Task instructions:
Among the records, which lines hold the word "testing"? Pick them out.
━━━━━ Source information ━━━━━
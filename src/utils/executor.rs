//! Command execution abstraction for testability
//!
//! This module provides a trait-based abstraction for command execution,
//! enabling dependency injection and mocking for tests.

use anyhow::Result;
use std::path::Path;
use std::process::Output;
use std::time::Duration;

/// Abstraction for command execution, enabling mocking in tests
pub trait CommandExecutor: Send + Sync {
    /// Run a command with optional timeout
    fn run_command(
        &self,
        program: &str,
        args: &[&str],
        working_dir: Option<&Path>,
        timeout: Option<Duration>,
    ) -> Result<Output>;

    /// Run a command and return stdout as string
    fn run_command_stdout(
        &self,
        program: &str,
        args: &[&str],
        working_dir: Option<&Path>,
        timeout: Option<Duration>,
    ) -> Result<String> {
        let output = self.run_command(program, args, working_dir, timeout)?;
        Ok(String::from_utf8_lossy(&output.stdout).to_string())
    }
}

/// Default implementation using real subprocess calls
#[derive(Debug, Clone, Default)]
pub struct RealExecutor;

impl RealExecutor {
    pub fn new() -> Self {
        Self
    }
}

impl CommandExecutor for RealExecutor {
    fn run_command(
        &self,
        program: &str,
        args: &[&str],
        working_dir: Option<&Path>,
        timeout: Option<Duration>,
    ) -> Result<Output> {
        super::command::run_command(program, args, working_dir, timeout)
    }

    fn run_command_stdout(
        &self,
        program: &str,
        args: &[&str],
        working_dir: Option<&Path>,
        timeout: Option<Duration>,
    ) -> Result<String> {
        super::command::run_command_stdout(program, args, working_dir, timeout)
    }
}

/// A mock executor for testing that records calls and returns configured responses
/// Available for use in external test crates
pub mod mock {
    use super::*;
    use std::collections::HashMap;
    use std::sync::{Arc, Mutex};

    /// Recorded command invocation
    #[derive(Clone, Debug)]
    pub struct CommandCall {
        pub program: String,
        pub args: Vec<String>,
        pub working_dir: Option<String>,
    }

    impl CommandCall {
        /// Whether any argument equals `needle`
        pub fn has_arg(&self, needle: &str) -> bool {
            self.args.iter().any(|a| a == needle)
        }
    }

    /// Response configuration for mock
    #[derive(Clone, Debug)]
    pub enum MockResponse {
        Success { stdout: String, stderr: String },
        Failure { stderr: String, exit_code: i32 },
        Timeout,
    }

    impl MockResponse {
        pub fn stdout(stdout: &str) -> Self {
            MockResponse::Success {
                stdout: stdout.to_string(),
                stderr: String::new(),
            }
        }

        pub fn failure(stderr: &str) -> Self {
            MockResponse::Failure {
                stderr: stderr.to_string(),
                exit_code: 1,
            }
        }
    }

    impl Default for MockResponse {
        fn default() -> Self {
            MockResponse::Success {
                stdout: String::new(),
                stderr: String::new(),
            }
        }
    }

    /// Response override for calls to `program` carrying a specific argument
    #[derive(Clone, Debug)]
    struct ArgRule {
        program: String,
        arg: String,
        response: MockResponse,
    }

    /// Mock executor for testing
    #[derive(Clone, Default)]
    pub struct MockExecutor {
        /// Recorded command invocations
        pub calls: Arc<Mutex<Vec<CommandCall>>>,
        /// Pre-configured responses: program name -> response
        responses: Arc<Mutex<HashMap<String, MockResponse>>>,
        /// Argument-specific responses, checked before `responses`
        arg_rules: Arc<Mutex<Vec<ArgRule>>>,
        /// Default response when no specific response is configured
        default_response: Arc<Mutex<MockResponse>>,
        /// Create the `tar czf <archive>` output file on success
        touch_archives: Arc<Mutex<bool>>,
    }

    impl MockExecutor {
        pub fn new() -> Self {
            Self::default()
        }

        /// Configure a response for a specific program
        pub fn expect(self, program: &str, response: MockResponse) -> Self {
            self.responses
                .lock()
                .unwrap()
                .insert(program.to_string(), response);
            self
        }

        /// Configure a response for calls to `program` that include `arg`
        pub fn expect_with_arg(self, program: &str, arg: &str, response: MockResponse) -> Self {
            self.arg_rules.lock().unwrap().push(ArgRule {
                program: program.to_string(),
                arg: arg.to_string(),
                response,
            });
            self
        }

        /// Set the default response for unconfigured programs
        pub fn with_default_response(self, response: MockResponse) -> Self {
            *self.default_response.lock().unwrap() = response;
            self
        }

        /// Write an empty file at the archive path of successful `tar` calls
        pub fn touching_archives(self) -> Self {
            *self.touch_archives.lock().unwrap() = true;
            self
        }

        /// Get all recorded calls
        pub fn get_calls(&self) -> Vec<CommandCall> {
            self.calls.lock().unwrap().clone()
        }

        /// Get recorded calls to a specific program
        pub fn calls_to(&self, program: &str) -> Vec<CommandCall> {
            self.calls
                .lock()
                .unwrap()
                .iter()
                .filter(|c| c.program == program)
                .cloned()
                .collect()
        }

        /// Check if a program was called
        pub fn was_called(&self, program: &str) -> bool {
            self.calls
                .lock()
                .unwrap()
                .iter()
                .any(|c| c.program == program)
        }

        /// Get number of calls to a specific program
        pub fn call_count(&self, program: &str) -> usize {
            self.calls_to(program).len()
        }

        fn record_call(&self, program: &str, args: &[&str], working_dir: Option<&Path>) {
            self.calls.lock().unwrap().push(CommandCall {
                program: program.to_string(),
                args: args.iter().map(|s| s.to_string()).collect(),
                working_dir: working_dir.map(|p| p.display().to_string()),
            });
        }

        fn get_response(&self, program: &str, args: &[&str]) -> MockResponse {
            let rule = self
                .arg_rules
                .lock()
                .unwrap()
                .iter()
                .find(|r| r.program == program && args.contains(&r.arg.as_str()))
                .map(|r| r.response.clone());

            if let Some(response) = rule {
                return response;
            }

            self.responses
                .lock()
                .unwrap()
                .get(program)
                .cloned()
                .unwrap_or_else(|| self.default_response.lock().unwrap().clone())
        }

        fn touch_archive(&self, program: &str, args: &[&str]) {
            if program != "tar" || !*self.touch_archives.lock().unwrap() {
                return;
            }
            if let Some(archive) = args.get(1) {
                let _ = std::fs::write(archive, b"");
            }
        }

        fn execute_response(&self, response: MockResponse) -> Result<Output> {
            match response {
                MockResponse::Success { stdout, stderr } => Ok(Output {
                    status: std::process::ExitStatus::default(),
                    stdout: stdout.into_bytes(),
                    stderr: stderr.into_bytes(),
                }),
                MockResponse::Failure { stderr, exit_code } => {
                    anyhow::bail!("Command failed with exit code {:?}: {}", exit_code, stderr)
                }
                MockResponse::Timeout => {
                    anyhow::bail!("Command timed out")
                }
            }
        }
    }

    impl CommandExecutor for MockExecutor {
        fn run_command(
            &self,
            program: &str,
            args: &[&str],
            working_dir: Option<&Path>,
            _timeout: Option<Duration>,
        ) -> Result<Output> {
            self.record_call(program, args, working_dir);
            let response = self.get_response(program, args);
            if matches!(response, MockResponse::Success { .. }) {
                self.touch_archive(program, args);
            }
            self.execute_response(response)
        }
    }
}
━━━━━
Response area:
/// A mock executor for testing that records calls and returns configured responses
    /// Mock executor for testing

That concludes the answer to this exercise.